Unleash the beast
I’ve never been a fan of the Land Rover Defender and cannot understand the dewyeyed sentimentality of beardy men who shed beery tears when it went out of production in 2016. It may have been very clever when Land Rover copied the war-era Willys Jeep, but even the army gave up on the Defender. Still, at real ale festivals and murderer conventions in the heathery bits of Britain, people with muddy fingernails wailed and gnashed their teeth when the life support was finally turned off.
It was, to me, the red phone box of cars. It worked only because it had always been around. But the truth is that it’s better to make a call from an iPhone than from inside a draughty red box that smells of a tramp’s underpants. And it’s better, if you work in the countryside, to drive a pick-up than a badly made, slow, evil-handling Defender.
Anyway, I came to work last week and outside the office was exactly the sort of thing that would cause a member of the Campaign for Real Ale to walk into a door. It was, or it had once been, a Defender 110, but someone had fitted fat tyres, massive wheels, flared arches, a light bar with It’s a DefenDer on steroIDs the power of a collapsing sun and, to judge by the twin exhausts, some kind of weird million-horsepower engine as well. Further investigation revealed this to be so as, under the bonnet, instead of a wheezing boiler that ran on an unholy mixture of cider and coal, there was the unmistakeable bulk of an LS3 V8 from a Chevrolet Corvette. Not a bad engine, actually. It was even called a Twisted, only with the “s” written backwards.
Unfortunately, it turned out to be my car for the week. And to make matters worse, the brochure from the UK refit company Twisted was accompanied by a letter from the daughter of the man who owns it. “Dear Jeremy,” it said. “This is my favourite Twisted Defender. I hope you like it too. Please look after it for my Daddy. Love from Molly, age seven and three-quarters.”
“Harrumph,” I said. “I shall not be swayed by this emotional blackmail.” Especially as I’d noticed the price of this top-spec version: more than £150,000. “This may have been made in North Yorkshire,” I thought, “but I can’t imagine they’ll sell many there.”
The next day, as I set off for my cottage in the country, there was no sign of what lay on the other side of the Chilterns. We all occasionally say “I’ve never seen rain like it” but I really had not. It was like driving under a fire plane. And there’s no other way of saying this: I could not imagine a better car in those conditions than the Twisted. It punched through the lakes in every dip and rivers on every slope. Yes, its roof-mounted lights caused a whiteout every time we went through really deep water, and the spray plumed as if a nuclear sub had exploded beneath the surface, but the tyres and the way this thing was set up made even the Mercedes G-Wagen look like a market-stall toy.

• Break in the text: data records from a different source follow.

//! Profile Model
//!
//! Typed view over the flat questionnaire answer mapping. Scoring never reads
//! raw answers; it asks for a [`ControlWeight`], the residual exposure left
//! after the organisation's controls.

mod fields;

pub use fields::{field, FieldKind, ProfileField, CRITICAL_INFRASTRUCTURE_FIELD, PROFILE_FIELDS};

use crate::errors::RiskResult;
use serde::{Deserialize, Serialize};
use serde_json::Value;
use std::collections::BTreeMap;

/// A single questionnaire answer as stored in the profile.
#[derive(Debug, Clone, PartialEq, Serialize, Deserialize)]
#[serde(untagged)]
pub enum Answer {
    Flag(bool),
    Number(f64),
    Text(String),
}

/// Residual exposure derived from an answer.
#[derive(Debug, Clone, Copy, PartialEq, Eq)]
pub enum ControlWeight {
    /// Control fully in place; the vulnerability is suppressed
    Mitigated,
    Partial,
    Unmitigated,
}

impl ControlWeight {
    pub fn factor(self) -> f64 {
        match self {
            ControlWeight::Mitigated => 0.0,
            ControlWeight::Partial => 0.5,
            ControlWeight::Unmitigated => 1.0,
        }
    }

    /// `None` means the answer carries no usable information.
    pub fn from_answer(answer: &Answer) -> Option<Self> {
        match answer {
            Answer::Flag(true) => Some(ControlWeight::Mitigated),
            Answer::Flag(false) => Some(ControlWeight::Unmitigated),
            Answer::Number(value) => Some(Self::from_residual(*value)),
            Answer::Text(text) => parse_yes_no_token(text).map(Self::from_residual),
        }
    }

    fn from_residual(value: f64) -> Self {
        if value <= 0.0 {
            ControlWeight::Mitigated
        } else if value == 0.5 {
            ControlWeight::Partial
        } else {
            ControlWeight::Unmitigated
        }
    }
}

/// Map the recognised yes / no / partly tokens (German and English) to a
/// residual value.
fn parse_yes_no_token(raw: &str) -> Option<f64> {
    match raw.trim().to_lowercase().as_str() {
        "ja" | "yes" => Some(0.0),
        "nein" | "no" => Some(1.0),
        "teilweise" | "partly" | "teilw." | "teilw" => Some(0.5),
        _ => None,
    }
}

/// Flat answer mapping, field id → answer. Absent fields are unanswered.
#[derive(Debug, Clone, Default, PartialEq, Serialize, Deserialize)]
#[serde(transparent)]
pub struct Profile {
    answers: BTreeMap<String, Answer>,
}

impl Profile {
    pub fn new() -> Self {
        Self::default()
    }

    pub fn from_answers<I, K>(answers: I) -> Self
    where
        I: IntoIterator<Item = (K, Answer)>,
        K: Into<String>,
    {
        Self {
            answers: answers.into_iter().map(|(k, v)| (k.into(), v)).collect(),
        }
    }

    pub fn set(&mut self, field_id: impl Into<String>, answer: Answer) {
        self.answers.insert(field_id.into(), answer);
    }

    /// Mark a field as unanswered
    pub fn clear(&mut self, field_id: &str) {
        self.answers.remove(field_id);
    }

    pub fn get(&self, field_id: &str) -> Option<&Answer> {
        self.answers.get(field_id)
    }

    pub fn answers(&self) -> &BTreeMap<String, Answer> {
        &self.answers
    }

    pub fn len(&self) -> usize {
        self.answers.len()
    }

    pub fn is_empty(&self) -> bool {
        self.answers.is_empty()
    }

    /// Raw residual-exposure value for a field (0.0 = controlled, 1.0 = exposed).
    pub fn get_weight(&self, field_id: &str) -> Option<f64> {
        self.control_weight(field_id).map(ControlWeight::factor)
    }

    pub fn control_weight(&self, field_id: &str) -> Option<ControlWeight> {
        self.answers.get(field_id).and_then(ControlWeight::from_answer)
    }

    /// True when the organisation answered "yes" to operating critical infrastructure.
    pub fn is_critical_infrastructure(&self) -> bool {
        self.control_weight(CRITICAL_INFRASTRUCTURE_FIELD) == Some(ControlWeight::Mitigated)
    }

    /// Import a JSON key-value document, coercing each registered field.
    ///
    /// Count fields fall back to 1, yes/no fields to 0. A required yes/no
    /// field stays unanswered unless it holds a recognised token or number.
    /// Keys outside the registry are dropped.
    pub fn import_json(raw: &str) -> RiskResult<Self> {
        let payload: serde_json::Map<String, Value> = serde_json::from_str(raw)?;

        for key in payload.keys() {
            if field(key).is_none() {
                log::debug!("Ignoring unknown profile field '{}'", key);
            }
        }

        let answers = PROFILE_FIELDS
            .iter()
            .filter_map(|f| {
                let value = payload.get(f.id).unwrap_or(&Value::Null);
                let coerced = match f.kind {
                    FieldKind::Count => Some(coerce_count(value)),
                    FieldKind::YesNo => Some(coerce_yes_no(value)),
                    FieldKind::YesNoRequired => parse_yes_no_value(value),
                };
                if coerced.is_none() {
                    log::debug!("Required profile field '{}' left unanswered", f.id);
                }
                coerced.map(|v| (f.id.to_string(), Answer::Number(v)))
            })
            .collect::<BTreeMap<_, _>>();

        log::info!("Imported profile with {} answered fields", answers.len());
        Ok(Self { answers })
    }

    /// Serialize as a pretty-printed UTF-8 JSON document.
    ///
    /// Registered fields without an answer are written as `null`.
    pub fn export_json(&self) -> RiskResult<String> {
        let mut out: BTreeMap<&str, Option<&Answer>> = PROFILE_FIELDS
            .iter()
            .map(|f| (f.id, self.answers.get(f.id)))
            .collect();
        for (key, answer) in &self.answers {
            out.insert(key.as_str(), Some(answer));
        }
        Ok(serde_json::to_string_pretty(&out)?)
    }
}

fn is_blank(value: &Value) -> bool {
    match value {
        Value::Null => true,
        Value::String(s) => {
            let s = s.trim();
            s.is_empty() || s.eq_ignore_ascii_case("none")
        }
        _ => false,
    }
}

fn coerce_count(value: &Value) -> f64 {
    const MIN: f64 = 1.0;
    if is_blank(value) {
        return MIN;
    }
    let parsed = match value {
        Value::Number(n) => n.as_f64(),
        Value::String(s) => s.trim().parse::<f64>().ok(),
        _ => None,
    };
    match parsed {
        Some(v) if v.is_finite() => v.trunc().max(MIN),
        _ => MIN,
    }
}

/// Recognised yes/no answer (tokens, booleans or 0 / 0.5 / 1), else `None`.
fn parse_yes_no_value(value: &Value) -> Option<f64> {
    if is_blank(value) {
        return None;
    }
    let parsed = match value {
        Value::Bool(true) => Some(0.0),
        Value::Bool(false) => Some(1.0),
        Value::Number(n) => n.as_f64(),
        Value::String(s) => parse_yes_no_token(s).or_else(|| s.trim().parse::<f64>().ok()),
        _ => None,
    };
    parsed.filter(|v| *v == 0.0 || *v == 0.5 || *v == 1.0)
}

fn coerce_yes_no(value: &Value) -> f64 {
    parse_yes_no_value(value).unwrap_or(0.0)
}
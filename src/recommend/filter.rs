//! Hit Filter
//!
//! Awareness and training pages match many queries through shared vocabulary.
//! They are only kept for vulnerabilities that are themselves about awareness.

use super::terms::{AWARENESS_HIT_KEYWORDS, AWARENESS_VULN_KEYWORDS};
use crate::models::PolicyHit;

/// Hits handed to the recommendation composer.
pub const MAX_EVIDENCE_HITS: usize = 3;

pub fn is_awareness_vulnerability(vuln_name: &str) -> bool {
    let lower = vuln_name.to_lowercase();
    AWARENESS_VULN_KEYWORDS.iter().any(|k| lower.contains(k))
}

fn is_awareness_hit(hit: &PolicyHit) -> bool {
    let text = format!("{} {}", hit.snippet, hit.file).to_lowercase();
    AWARENESS_HIT_KEYWORDS.iter().any(|k| text.contains(k))
}

/// Drop awareness noise and keep the first few hits.
///
/// Never empties a non-empty result: if every hit is discarded, the first
/// unfiltered hits are returned instead.
pub fn filter_hits(vuln_name: &str, hits: Vec<PolicyHit>) -> Vec<PolicyHit> {
    let awareness_vuln = is_awareness_vulnerability(vuln_name);

    let kept: Vec<PolicyHit> = hits
        .iter()
        .filter(|hit| {
            let noise = !awareness_vuln && is_awareness_hit(hit);
            if noise {
                log::debug!("Discarding awareness hit {} p.{} for '{}'", hit.file, hit.page, vuln_name);
            }
            !noise
        })
        .take(MAX_EVIDENCE_HITS)
        .cloned()
        .collect();

    if kept.is_empty() {
        hits.into_iter().take(MAX_EVIDENCE_HITS).collect()
    } else {
        kept
    }
}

There’s more. Apart from the lack of shoulder room, it was a beautiful place to sit. Even the sat nav and control system were sensible and not full of features no one needs.
The next day the rain had gone and I had a closer look at the beast. In the boot was a big, nicely made chest for sloe gin, King’s Ginger liqueur and all the aiming juice the nation’s pheasant-slayers need. There were even slots for your guns, although those aren’t included in the price. What is included is a turn of speed that beggars belief. The soundtrack tells you there’s a bit of poke under your right foot but your head is saying it’d need to be a lot to move such a cumbersome old tank around at anything more than a trot. Your head is wrong, because when you mash the throttle into the firewall, the automatic gearbox drops a cog or two, the engine bellows and it takes off with acceleration that makes you burst out laughing.
And you don’t have to slow down much for the bends. Obviously, with those knobbly Cooper tyres, it doesn’t have the grip levels of, say, Bambi, but thanks to its reworked suspension and Recaro seats you can make serious progress. The only annoying thing was the way people in Defenders gave me a little wave as I tore by. “We have nothing in common,” I wanted to shout.
Except now we do. I shoot, and I’m aware it’s important to have the right car. A simple Range Rover is not enough. So I’d love to turn up in this monstrous Twisted, knowing it would get deeper into the woods and home faster than anything anyone else had. So, Molly, all is well. Even though it started out as a Land Rover, I did like your dad’s car. And if I hadn’t just bought one of the aforementioned Range Rovers, I’d be sorely tempted by it. Especially the drinks cabinet.